If they can reach a power level that is above roughly half the Xbox One in portable mode, they should be set, right? Multiplats running at 1080p should scale down to 720p pretty much effortlessly, unless I am neglecting some other aspect. If they can supplement it with enough RAM and a good cpu it should be more than fine.
Realistically, unless there is some miracle FP32/FP16 balancing for the most demanding AAA 3rd parties it will be 720p in docked mode and 540p in handheld mode.
From what we know it should be quite a bit above Wii U even in handheld mode so it should be able to hit 720p easily. Plus Nintendo probably would have gone with a 540p screen if that was the case.
EDIT: oh wait AAA third party games you're probably right. Though I'd expect scene complexity to take more a hit.
Yeah, I was talking about 3rd parties AAA. 1st party games I expect to run at 1080p docked and 720p in handheld mode.
Realistically, unless there is some miracle FP32/FP16 balancing for the most demanding AAA 3rd parties the native resolution will most probably be 720p in docked mode and 540p in handheld mode.

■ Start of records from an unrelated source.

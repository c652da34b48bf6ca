//! Concurrent claims against one SQLite file through a multi-connection pool

mod common;

use common::{queue_of, TempDb};
use newsdesk_core::domain::{JobOutcome, JobPayload, QueueKind};
use newsdesk_core::port::time_provider::mocks::ManualClock;
use serde_json::json;
use std::collections::HashSet;
use std::sync::Arc;
use tokio::task::JoinSet;

#[tokio::test(flavor = "multi_thread", worker_threads = 4)]
async fn test_concurrent_dequeue_never_duplicates() {
    let db = TempDb::new("concurrent");
    let store = db.open().await;
    let clock = Arc::new(ManualClock::new(0));
    let queue = queue_of(QueueKind::Recommendations, store, clock);

    let total = 100;
    for i in 0..total {
        queue.enqueue(JobPayload::new(json!({"user_id": i})), None).await.unwrap();
    }

    let mut workers = JoinSet::new();
    for worker_id in 0..8 {
        let queue = queue.clone();
        workers.spawn(async move {
            let mut claimed = Vec::new();
            loop {
                match queue.dequeue_next().await {
                    Ok(Some(job)) => claimed.push(job.id),
                    Ok(None) => break,
                    Err(e) => panic!("worker {} failed: {}", worker_id, e),
                }
            }
            claimed
        });
    }

    let mut all = Vec::new();
    while let Some(claimed) = workers.join_next().await {
        all.extend(claimed.unwrap());
    }

    let unique: HashSet<_> = all.iter().collect();
    assert_eq!(all.len(), total);
    assert_eq!(unique.len(), total, "a job was handed out twice");
    assert_eq!(queue.counts().await.unwrap().active, total as u64);
}

#[tokio::test(flavor = "multi_thread", worker_threads = 4)]
async fn test_concurrent_enqueue_and_complete() {
    let db = TempDb::new("enqueue");
    let store = db.open().await;
    let clock = Arc::new(ManualClock::new(0));
    let queue = queue_of(QueueKind::TopicExtraction, store, clock);

    let mut producers = JoinSet::new();
    for p in 0..4 {
        let queue = queue.clone();
        producers.spawn(async move {
            for i in 0..25 {
                queue
                    .enqueue(JobPayload::new(json!({"article_id": p * 100 + i})), None)
                    .await
                    .unwrap();
            }
        });
    }
    while let Some(done) = producers.join_next().await {
        done.unwrap();
    }

    let mut consumers = JoinSet::new();
    for _ in 0..4 {
        let queue = queue.clone();
        consumers.spawn(async move {
            let mut completed = 0u64;
            while let Some(job) = queue.dequeue_next().await.unwrap() {
                queue.report_result(&job, JobOutcome::Success).await.unwrap();
                completed += 1;
            }
            completed
        });
    }

    let mut completed = 0;
    while let Some(count) = consumers.join_next().await {
        completed += count.unwrap();
    }

    assert_eq!(completed, 100);
    let counts = queue.counts().await.unwrap();
    assert_eq!((counts.waiting, counts.active, counts.completed), (0, 0, 100));
}
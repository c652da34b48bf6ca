// Worker and scheduler constants (no magic values)
use std::time::Duration;

/// Sleep duration when no jobs are available (100ms)
pub const IDLE_SLEEP_DURATION: Duration = Duration::from_millis(100);

/// Sleep duration after worker error before retry (1s)
pub const ERROR_RECOVERY_SLEEP_DURATION: Duration = Duration::from_secs(1);

/// Retention sweep cadence (1 minute)
pub const DEFAULT_SWEEP_INTERVAL: Duration = Duration::from_secs(60);

/// Grace period for active jobs during shutdown (30s)
pub const DEFAULT_SHUTDOWN_GRACE: Duration = Duration::from_secs(30);

/// Active jobs older than this are considered orphaned (15 minutes)
pub const DEFAULT_STALE_ACTIVE_AFTER: Duration = Duration::from_secs(15 * 60);

/// Poll interval while waiting for active jobs to drain
pub const DRAIN_POLL_INTERVAL: Duration = Duration::from_millis(100);

/// Per-queue transition event buffer; slower subscribers lag
pub const DEFAULT_EVENT_BUFFER: usize = 256;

Sometimes it requires more work to get lower precision calculations to work (with zero image quality degradation), but so far I haven't encountered big problems in fitting my pixel shader code to FP16 (including lighting code). Console developers have a lot of FP16 pixel shader experience because of PS3. Basically all PS3 pixel shader code was running on FP16.
It is still is very important to pack the data in memory as tightly as possible as there is never enough bandwidth to lose. For example 16 bit (model space) vertex coordinates are still commonly used, the material textures are still dxt compressed (barely 8 bit quality) and the new HDR texture formats (BC6H) commonly used in cube maps have significantly less precision than a 16 bit float. All of these can be processed by 16 bit ALUs in pixel shader with no major issues. The end result will still be eventually stored to 8 bit per channel back buffer and displayed.
One example where 16 bit float processing is not enough: Exponential variance shadow mapping (EVSM) needs both 32 bit storage (32 bit float textures + 32 bit float filtering) and 32 bit float ALU processing.
FP16 is more than enough for post processing (DOF, bloom, motion blur, color correction, tone mapping). As FP16 makes post processing math 2x faster on Rogue (all the new iDevices), it will actually be a big thing towards enabling console quality graphics on mobile devices. Obviously FP16 is not enough alone, we also need to solve the bandwidth problem of post processing on mobiles. On chip solutions (like extending the tiling to support new things) would likely be the most power efficient answers.
They will, most likely, use FP32 for some pixel shader code. But the parts that need FP32 aren't actually that frequent. Some developers will want to play it safe and use FP32 wherever there is any doubt, but even then there are shader parts that are obviously fine with FP16.
I don't think it is particularly challenging to write pixel shader code for a "console quality", "high fidelity" mobile game that is something like 70% FP16 and 30% FP32.
Half the Xbox One would be 650GFlops of power. I would guess we're looking at somewhere between 350-400GFlops during portable mode.
I'm by no means a tech expert but considering a whole lot if XBO games run at resolutions lower than 1080p it would still have a lot of issues. Its certainly much closer than Wii was to 360 or Vita was to PS3.